I believe in neighborhood schools.

I believe in living and teaching in my neighborhood school.

A strong neighborhood school has the potential to change lives. It can be community-oriented, a center of support for families. It’s the community listening as Clover Park HS seniors describe how they tried to change the world through their senior project. It’s Abe’s Golden Acres providing one ton of food for the Eastside of Tacoma during the summer. It’s the SOMA church donating toiletries and snacks for the Football team. It’s The Grand Cinema sponsoring a Film Club after school. Successful neighborhood schools are thriving hubs that facilitate strong community-school partnerships that promote real world learning experiences for students.

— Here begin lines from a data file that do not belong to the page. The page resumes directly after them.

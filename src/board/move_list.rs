//! Shared legal-move enumeration.
//!
//! Every AI tier and every mobility count goes through this one generator,
//! so a strategy reporting "no move" always coincides with the board's own
//! checkmate/stalemate classification.

use crate::board::board::{Board, BOARD_SIZE};
use crate::board::chess_move::Move;
use crate::board::chess_types::{Color, PieceType};

/// All legal moves for `color`: every origin/destination quadruple plus
/// trial castling moves for king pieces.
pub fn legal_moves_for(board: &Board, color: Color) -> Vec<Move> {
    let mut moves = Vec::new();

    for from_row in 0..BOARD_SIZE {
        for from_col in 0..BOARD_SIZE {
            let Some(piece) = board.get_piece(from_row, from_col) else {
                continue;
            };
            if piece.color != color {
                continue;
            }

            if piece.kind == PieceType::King {
                if from_col + 2 < BOARD_SIZE {
                    let kingside = Move::castling(from_row, from_col, from_row, from_col + 2);
                    if board.is_legal_move(&kingside, color) {
                        moves.push(kingside);
                    }
                }
                if from_col >= 2 {
                    let queenside = Move::castling(from_row, from_col, from_row, from_col - 2);
                    if board.is_legal_move(&queenside, color) {
                        moves.push(queenside);
                    }
                }
            }

            for to_row in 0..BOARD_SIZE {
                for to_col in 0..BOARD_SIZE {
                    let mv = Move::new(from_row, from_col, to_row, to_col);
                    if board.is_legal_move(&mv, color) {
                        moves.push(mv);
                    }
                }
            }
        }
    }

    moves
}

/// The subset of `moves` whose destination holds an opposing piece.
pub fn capture_moves(board: &Board, color: Color, moves: &[Move]) -> Vec<Move> {
    moves
        .iter()
        .copied()
        .filter(|mv| matches!(board.get_piece(mv.to_row, mv.to_col), Some(p) if p.color != color))
        .collect()
}

#[cfg(test)]
mod tests {
    use super::{capture_moves, legal_moves_for};
    use crate::board::board::Board;
    use crate::board::chess_move::Move;
    use crate::board::chess_types::Color;
    use crate::utils::fen::parse_fen;

    #[test]
    fn startpos_has_twenty_legal_moves_per_side() {
        let board = Board::new();
        let white = legal_moves_for(&board, Color::White);
        let black = legal_moves_for(&board, Color::Black);
        assert_eq!(white.len(), 20);
        assert_eq!(black.len(), 20);

        let white_pawn_moves = white.iter().filter(|m| m.from_row == 1).count();
        let white_knight_moves = white.iter().filter(|m| m.from_row == 0).count();
        assert_eq!(white_pawn_moves, 16);
        assert_eq!(white_knight_moves, 4);
    }

    #[test]
    fn startpos_has_no_captures() {
        let board = Board::new();
        let moves = legal_moves_for(&board, Color::White);
        assert!(capture_moves(&board, Color::White, &moves).is_empty());
    }

    #[test]
    fn enumeration_includes_legal_castling_moves() {
        let (board, _) =
            parse_fen("r3k2r/8/8/8/8/8/8/R3K2R w KQkq - 0 1").expect("FEN should parse");
        let moves = legal_moves_for(&board, Color::White);
        assert!(moves.contains(&Move::castling(0, 4, 0, 6)));
        assert!(moves.contains(&Move::castling(0, 4, 0, 2)));
        assert!(moves.iter().filter(|m| m.is_castling).count() == 2);
    }

    #[test]
    fn enumeration_agrees_with_has_any_legal_move() {
        let fens = [
            "rnbqkbnr/pppppppp/8/8/8/8/PPPPPPPP/RNBQKBNR w KQkq - 0 1",
            "rnb1kbnr/pppp1ppp/8/4p3/6Pq/5P2/PPPPP2P/RNBQKBNR w KQkq - 1 3",
            "7k/5K2/6Q1/8/8/8/8/8 b - - 0 1",
            "r3k2r/8/8/8/8/8/8/R3K2R w KQkq - 0 1",
        ];
        for fen in fens {
            let (board, _) = parse_fen(fen).expect("FEN should parse");
            for color in [Color::White, Color::Black] {
                assert_eq!(
                    board.has_any_legal_move(color),
                    !legal_moves_for(&board, color).is_empty(),
                    "enumeration mismatch for {fen}"
                );
            }
        }
    }

    #[test]
    fn every_enumerated_move_passes_the_legality_check() {
        let (board, _) =
            parse_fen("r1bqkbnr/pppp1ppp/2n5/4p3/2B1P3/5N2/PPPP1PPP/RNBQK2R w KQkq - 4 4")
                .expect("FEN should parse");
        for mv in legal_moves_for(&board, Color::White) {
            assert!(board.is_legal_move(&mv, Color::White));
        }
    }
}
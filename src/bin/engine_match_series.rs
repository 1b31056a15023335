//! Standalone engine-vs-engine series runner.
//!
//! Run with:
//! `cargo run --release --bin engine_match_series`
//! `cargo run --release --bin engine_match_series -- --verbose`

use arbiter_chess::engines::engine_trait::AiLevel;
use arbiter_chess::utils::match_harness::{
    play_engine_match_series, MatchConfig, MatchSeriesConfig,
};

fn main() -> Result<(), String> {
    let verbose = std::env::args().any(|a| a == "--verbose" || a == "-v");

    // Swap these two lines to pit different tiers against each other.
    let player1 = || AiLevel::Greedy.build();
    let player2 = || AiLevel::Minimax.build();

    let stats = play_engine_match_series(
        player1,
        player2,
        MatchSeriesConfig {
            games: 10,
            base_seed: 1234,
            per_game: MatchConfig {
                max_plies: 200,
                opening_min_plies: 2,
                opening_max_plies: 6,
            },
            verbose,
        },
    )?;

    println!("{}", stats.report());
    println!("outcomes: {:?}", stats.outcomes);
    Ok(())
}
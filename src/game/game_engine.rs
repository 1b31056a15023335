//! Turn orchestration between a human mover and the configured AI tier.
//!
//! `GameEngine` owns the live board, tracks whose turn it is, applies
//! validated player moves, and dispatches to the selected strategy when the
//! turn belongs to the AI color. It never classifies outcomes itself; the
//! interaction surface queries the board's check/checkmate/stalemate
//! predicates alongside the ended flag.

use crate::board::board::Board;
use crate::board::chess_move::Move;
use crate::board::chess_types::Color;
use crate::engines::engine_trait::{AiLevel, Engine};

pub struct GameEngine {
    board: Board,
    current_turn: Color,
    ai_level: Option<AiLevel>,
    ai_color: Option<Color>,
    strategy: Option<Box<dyn Engine>>,
    move_count: u32,
    game_ended: bool,
}

impl GameEngine {
    /// Fresh game from the standard starting position. When an AI level is
    /// given the AI plays Black by default; `set_ai_color` overrides this.
    pub fn new(ai_level: Option<AiLevel>) -> Self {
        Self::build(Board::new(), Color::White, ai_level, None)
    }

    /// Fresh game whose AI breaks ties deterministically.
    pub fn with_seed(ai_level: Option<AiLevel>, seed: u64) -> Self {
        Self::build(Board::new(), Color::White, ai_level, Some(seed))
    }

    /// Game resumed from an arbitrary position, with a deterministic AI.
    pub fn from_position(board: Board, turn: Color, ai_level: Option<AiLevel>, seed: u64) -> Self {
        Self::build(board, turn, ai_level, Some(seed))
    }

    fn build(board: Board, turn: Color, ai_level: Option<AiLevel>, seed: Option<u64>) -> Self {
        let strategy = ai_level.map(|level| match seed {
            Some(seed) => level.build_with_seed(seed),
            None => level.build(),
        });
        Self {
            board,
            current_turn: turn,
            ai_level,
            ai_color: ai_level.map(|_| Color::Black),
            strategy,
            move_count: 0,
            game_ended: false,
        }
    }

    /// Assign the color the AI plays; the human plays the opposite side.
    /// Intended to be called before the first move.
    pub fn set_ai_color(&mut self, color: Color) {
        if self.ai_level.is_some() {
            self.ai_color = Some(color);
        }
    }

    pub fn board(&self) -> &Board {
        &self.board
    }

    pub fn current_turn(&self) -> Color {
        self.current_turn
    }

    pub fn ai_level(&self) -> Option<AiLevel> {
        self.ai_level
    }

    pub fn ai_color(&self) -> Option<Color> {
        self.ai_color
    }

    pub fn move_count(&self) -> u32 {
        self.move_count
    }

    pub fn is_game_ended(&self) -> bool {
        self.game_ended
    }

    /// External termination: resignation or an agreed draw.
    pub fn set_game_ended(&mut self, ended: bool) {
        self.game_ended = ended;
    }

    /// Validate and apply a move for the side to move. On success the move
    /// counter advances and the turn flips; on failure nothing changes and
    /// the caller should surface a rejected move, not a crash.
    pub fn make_player_move(&mut self, mv: &Move) -> bool {
        match self.board.get_piece(mv.from_row, mv.from_col) {
            Some(piece) if piece.color == self.current_turn => {}
            _ => return false,
        }
        if !self.board.is_legal_move(mv, self.current_turn) {
            return false;
        }

        self.board.apply_move(mv);
        self.move_count += 1;
        self.current_turn = self.current_turn.opposite();
        true
    }

    /// Let the configured strategy move if the turn belongs to the AI
    /// color; a no-op otherwise. Returns the applied move, or `None` either
    /// when nothing was due or when the strategy had no legal move. The
    /// latter also sets the ended flag, and the caller distinguishes
    /// checkmate from stalemate by querying the board.
    pub fn trigger_ai_move_if_due(&mut self) -> Option<Move> {
        if self.game_ended {
            return None;
        }
        let ai_color = self.ai_color?;
        if self.current_turn != ai_color {
            return None;
        }
        let strategy = self.strategy.as_mut()?;

        match strategy.choose_move(&self.board, ai_color) {
            Some(mv) => {
                self.board.apply_move(&mv);
                self.move_count += 1;
                self.current_turn = self.current_turn.opposite();
                Some(mv)
            }
            None => {
                self.game_ended = true;
                None
            }
        }
    }
}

I find myself extremely excited about neighborhood schools that are an integral part of their community and that reflect the racial and cultural makeup of that neighborhood. But the nature of intersectionality prevents me from ignoring the overlapping venn diagrams where race and class meet school and housing policies. Because anyone who doesn’t live under a mushroom can see that the neighborhood school reflects the people living in the ‘hood. So we end up with whiter or browner schools directly reflective of historical housing practices (redlining) and current housing “choice” (aka white families fleeing the urban core).

As a result, our segregated neighborhood schools reveal an increased concentration of the have and have-nots. In my mind, the real issue is the concentration of poverty that accompanies the neighborhood.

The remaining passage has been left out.